//! Error types shared across the messaging core.
//!
//! Transport and routing failures are split along the retry boundary: a
//! [`JoynrError::DelayMessage`] is transient and may be rescheduled, everything
//! else is terminal for the operation that produced it. Errors are `Clone` so
//! a single failure can be fanned out to every queued send callback.

use thiserror::Error;

/// Errors surfaced by the messaging core.
#[derive(Debug, Error, Clone, PartialEq, Eq)]
pub enum JoynrError {
    /// Transient failure; the message may be rescheduled and retried.
    #[error("{0}")]
    DelayMessage(String),

    /// Unrecoverable transport failure; the connection is dead.
    #[error("fatal transport error: {0}")]
    FatalTransport(String),

    /// Recoverable transport failure (connect refused, peer gone).
    #[error("transport error: {0}")]
    Transport(String),

    /// The message TTL elapsed before delivery.
    #[error("message expired: {0}")]
    Expired(String),

    /// Caller passed an argument the operation cannot accept.
    #[error("invalid argument: {0}")]
    InvalidArgument(String),

    /// Subscription-time validation failure (unknown attribute, bad QoS).
    #[error("subscription error: {0}")]
    Subscription(String),

    /// Settings could not be loaded or persisted.
    #[error("settings error: {0}")]
    Settings(String),

    /// Persistence backend failure.
    #[error("persistence error: {0}")]
    Persistence(String),

    /// Message envelope could not be serialized or parsed.
    #[error("serialization error: {0}")]
    Serialization(String),
}

impl JoynrError {
    /// Whether the router may reschedule the message and try again.
    pub fn is_transient(&self) -> bool {
        matches!(self, JoynrError::DelayMessage(_) | JoynrError::Transport(_))
    }
}

/// One-shot failure callback attached to a send.
///
/// Invoked at most once; success paths never call it.
pub type FailureCallback = Box<dyn FnOnce(JoynrError) + Send>;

REQUIRED WORK
Look over the listing above and copy each line that contains "Clone".

RESULT OF THIS EXERCISE
//! else is terminal for the operation that produced it. Errors are `Clone` so
#[derive(Debug, Error, Clone, PartialEq, Eq)]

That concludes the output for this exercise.